The contradiction in the above analysis was the fact that dynamic RES like solar and wind are non-dispatchable sources of energy and they have uncertainties associated with them due to forecast inaccuracies. So, RES like solar, cannot be equated with the operation of other cheaper conventional/non-conventional sources of energy. Therefore, proposed model, explained in Sect. 2.1, was implemented in the manner mentioned in stage 2, explained in Sect. 2.2. Tables 1 and 2 provide results of two scenarios wherein the share of the solar power plant was restricted to 35% and 40%, respectively, and the reserve requirement was changed at an interval of 5%.
Tables 1 and 2 look into two separate aspects of generation scheduling. Constraints (2)–(5) cater to up-down system spinning reserve constraints. It has two parts—one portion is based on forecast inaccuracy arising in demand forecasts. The second portion is concerned with the scenario that due to forecasting inaccuracies, actual power produced by solar plant is more/less than the committed value. So by increasing the reserve component representing variability in solar, system instability issues are being reduced as sufficient spinning reserve would be able to adjust the imbalance due to solar prediction errors. On the other hand, if the system stability is prioritized, then it is observed in Tables 1 and 2 that the cost of generation using diesel generators, start-up cost, and reserve costs increases. This is seen in Figs. 3 and 4. Thus, the overall cost of generation increases as the penetration of solar increases.
In stage 3 of the analysis, the reserve component due to variability in solar is restricted 20%, i.e., in order to maintain system stability, a reserve capacity of 20% is to be acquired. It is observed that as the installed capacity of solar is increased, if system stability is prioritized through reserve component then lesser solar power will be scheduled. This is owing to the fact that for higher variability considerations, more conventional generators are needed. Details of parameters analyzed in stage 3 is shown in Table 3 along with Fig. 5.

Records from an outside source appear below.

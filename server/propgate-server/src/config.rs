//! Gateway configuration
//!
//! Values are layered: built-in defaults, then an optional TOML file, then
//! `PROPGATE_*` environment variables (nested keys joined with `__`, e.g.
//! `PROPGATE_DATABASE__URL`).

use approval_engine::GatePolicy;
use audit_engine::{DEFAULT_LIST_LIMIT, DEFAULT_RETENTION_DAYS, DEFAULT_STATS_WINDOW_DAYS};
use config::{Config, ConfigError, Environment, File, FileFormat};
use serde::{Deserialize, Serialize};

pub const ENV_PREFIX: &str = "PROPGATE";

#[derive(Debug, Clone, Default, PartialEq, Deserialize, Serialize)]
pub struct GatewayConfig {
    #[serde(default)]
    pub server: ServerConfig,
    #[serde(default)]
    pub database: DatabaseConfig,
    #[serde(default)]
    pub policy: GatePolicy,
    #[serde(default)]
    pub audit: AuditSettings,
}

/// HTTP listener settings
#[derive(Debug, Clone, PartialEq, Eq, Deserialize, Serialize)]
pub struct ServerConfig {
    #[serde(default = "default_host")]
    pub host: String,
    #[serde(default = "default_port")]
    pub port: u16,
}

impl Default for ServerConfig {
    fn default() -> Self {
        Self {
            host: default_host(),
            port: default_port(),
        }
    }
}

/// PostgreSQL connection settings. Without a URL the gateway keeps its
/// records in memory.
#[derive(Debug, Clone, PartialEq, Eq, Deserialize, Serialize)]
pub struct DatabaseConfig {
    pub url: Option<String>,
    #[serde(default = "default_max_connections")]
    pub max_connections: u32,
}

impl Default for DatabaseConfig {
    fn default() -> Self {
        Self {
            url: None,
            max_connections: default_max_connections(),
        }
    }
}

#[derive(Debug, Clone, PartialEq, Eq, Deserialize, Serialize)]
pub struct AuditSettings {
    /// Low/medium events older than this are purged (default: 90)
    #[serde(default = "default_retention_days")]
    pub retention_days: u32,

    /// Window used by the stats endpoint when `days` is not given (default: 30)
    #[serde(default = "default_stats_window_days")]
    pub stats_window_days: u32,

    /// Page size used by the listing endpoint when `limit` is not given
    #[serde(default = "default_limit")]
    pub default_limit: u32,
}

impl Default for AuditSettings {
    fn default() -> Self {
        Self {
            retention_days: default_retention_days(),
            stats_window_days: default_stats_window_days(),
            default_limit: default_limit(),
        }
    }
}

fn default_host() -> String {
    "0.0.0.0".to_string()
}

fn default_port() -> u16 {
    8080
}

fn default_max_connections() -> u32 {
    10
}

fn default_retention_days() -> u32 {
    DEFAULT_RETENTION_DAYS
}

fn default_stats_window_days() -> u32 {
    DEFAULT_STATS_WINDOW_DAYS
}

fn default_limit() -> u32 {
    DEFAULT_LIST_LIMIT
}

impl GatewayConfig {
    /// Load from an optional TOML file and the process environment.
    ///
    /// # Errors
    ///
    /// Returns an error if the file exists but cannot be parsed, or a value
    /// has the wrong type.
    pub fn load(path: &str) -> Result<Self, ConfigError> {
        Config::builder()
            .add_source(File::new(path, FileFormat::Toml).required(false))
            .add_source(
                Environment::with_prefix(ENV_PREFIX)
                    .prefix_separator("_")
                    .separator("__")
                    .try_parsing(true),
            )
            .build()?
            .try_deserialize()
    }

    /// Parse a TOML document without consulting the environment.
    ///
    /// # Errors
    ///
    /// Returns an error on malformed TOML or mistyped values.
    pub fn from_toml_str(toml: &str) -> Result<Self, ConfigError> {
        Config::builder()
            .add_source(File::from_str(toml, FileFormat::Toml))
            .build()?
            .try_deserialize()
    }

    pub fn bind_address(&self) -> String {
        format!("{}:{}", self.server.host, self.server.port)
    }
}

#[cfg(test)]
mod tests {
    use super::*;
    use approval_engine::Action;

    #[test]
    fn test_defaults() {
        let config = GatewayConfig::default();
        assert_eq!(config.server.port, 8080);
        assert!(config.database.url.is_none());
        assert_eq!(config.audit.retention_days, 90);
        assert_eq!(config.audit.stats_window_days, 30);
        assert_eq!(config.audit.default_limit, 100);
        assert!((config.policy.expense_amount_threshold - 500.0).abs() < f64::EPSILON);
        assert!(config.policy.is_gated("expense", Action::Create));
        assert!(!config.policy.is_gated("tenant", Action::Update));
    }

    #[test]
    fn test_empty_document_yields_defaults() {
        let config = GatewayConfig::from_toml_str("").unwrap();
        assert_eq!(config, GatewayConfig::default());
    }

    #[test]
    fn test_partial_toml_overrides() {
        let config = GatewayConfig::from_toml_str(
            r#"
            [server]
            port = 9000

            [database]
            url = "postgres://propgate@localhost/propgate"

            [policy]
            expense_amount_threshold = 250.0

            [policy.gated_actions]
            expense = ["create"]
            lease = ["update", "delete"]

            [audit]
            retention_days = 30
            "#,
        )
        .unwrap();

        assert_eq!(config.server.port, 9000);
        assert_eq!(config.server.host, "0.0.0.0");
        assert_eq!(config.database.url.as_deref(), Some("postgres://propgate@localhost/propgate"));
        assert_eq!(config.database.max_connections, 10);
        assert!((config.policy.expense_amount_threshold - 250.0).abs() < f64::EPSILON);
        assert!(config.policy.is_gated("lease", Action::Delete));
        assert!(!config.policy.is_gated("expense", Action::Delete));
        assert!(!config.policy.is_gated("property", Action::Update));
        assert_eq!(config.audit.retention_days, 30);
        assert_eq!(config.audit.stats_window_days, 30);
    }

    #[test]
    fn test_unknown_gated_action_is_rejected() {
        let result = GatewayConfig::from_toml_str(
            r#"
            [policy.gated_actions]
            expense = ["approve"]
            "#,
        );
        assert!(result.is_err());
    }
}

GoI has taken a bold initiative to address the energy crisis of A&N Islands by increasing the share of renewables in the grid profile. But conscious analysis of the situation needs to be done before aggressively pursuing its renewable targets. Increasing share of dynamic RES increases the need to cater to the uncertainty introduced by forecasting inaccuracies of these non-dispatchable sources. The proposed model makes provision for the same by adding an additional reserve capacity component for the solar power generated. This additional reserve is eventually taken care of by the oil-fired generators themselves. So, as the penetration of renewables in insular grids increase, the reserve cost and start-up cost also increase. The overall rise in the total cost may not be much in the initial levels of integration with small reserve variability. But keeping smaller reserve component would mean that forecast inaccuracies observed in real time may not be handled every time leading to system instability when inaccuracies are higher. And smaller renewable integration is against the ultimate goal of integrating renewables.

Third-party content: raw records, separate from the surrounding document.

//! PropGate server - audit trail and approval gating for property management
//!
//! The gateway sits in front of business handlers. Mutating calls pass the
//! approval gate first; calls that reach their handler are recorded by the
//! response interceptor. The server also exposes the audit log and pending
//! approval requests to privileged roles.

pub mod config;
pub mod error;
pub mod handlers;
pub mod middleware;
pub mod routes;
pub mod server;

// Re-export commonly used types
pub use config::GatewayConfig;
pub use error::*;
pub use routes::{audited, protected, ProtectedOperation};
pub use server::PropGateServer;

use axum::{middleware::from_fn, Router};
use tower::ServiceBuilder;
use tower_http::trace::TraceLayer;

/// Create the main application router with the gateway's own routes
pub fn create_app(server: PropGateServer) -> Router {
    create_app_with_routes(server, Router::new())
}

/// Create the application router, merging in business routes that were
/// wrapped with [`protected`] or [`audited`].
pub fn create_app_with_routes(server: PropGateServer, business_routes: Router<PropGateServer>) -> Router {
    routes::create_routes()
        .merge(business_routes)
        .layer(
            ServiceBuilder::new()
                .layer(TraceLayer::new_for_http())
                .layer(from_fn(middleware::request_timing_middleware)),
        )
        .with_state(server)
}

If the installed capacity of solar is increased and for system stability sake, reserve component for solar is also increased, the overall cost of generation, inclusive of reserve and start-up costs increases. This increase may not be as much as the scenario without renewables, but it is sizeable enough to rethink the extent to which penetration should be increased. It is observed that after a certain point, there is no visible improvement in generation cost. Moreover, if additional conventional generating capacity is not increased then with increasing solar share, curtailment would have to be introduced.
The above mentioned remarks are applicable to other insular grids as well that are heavily reliant on oil-fired generators and are looking forward to increasing its renewable portfolio. Although it looks appealing, there are pitfalls.
4 Conclusion
Insular grids rely on expensive oil-fired generators. Moreover, they are not interconnected with other grids. This makes the cost of electricity generation higher than the mainland grid. Other than this, such generators increase carbon emission levels. Therefore, raising the share of RES in insular grids seems like the ideal solution to the problem. But this solution has pitfalls. The proposed model and approach helps in identifying these pitfalls. Some of them are in terms of increase in start-up and reserve costs of diesel generators. Another pitfall exists in the fact that if solar is left unaccounted for while planning reserve then it will make the grid vulnerable to instability issues while on the other hand if it is included in the reserve planning then the scheduled solar power will stagnate as the installed capacity is kept increasing. This work intends to get the policy makers to rethink their strategy such that a balanced way forward can be planned as opposed to adopting either of the extreme stance.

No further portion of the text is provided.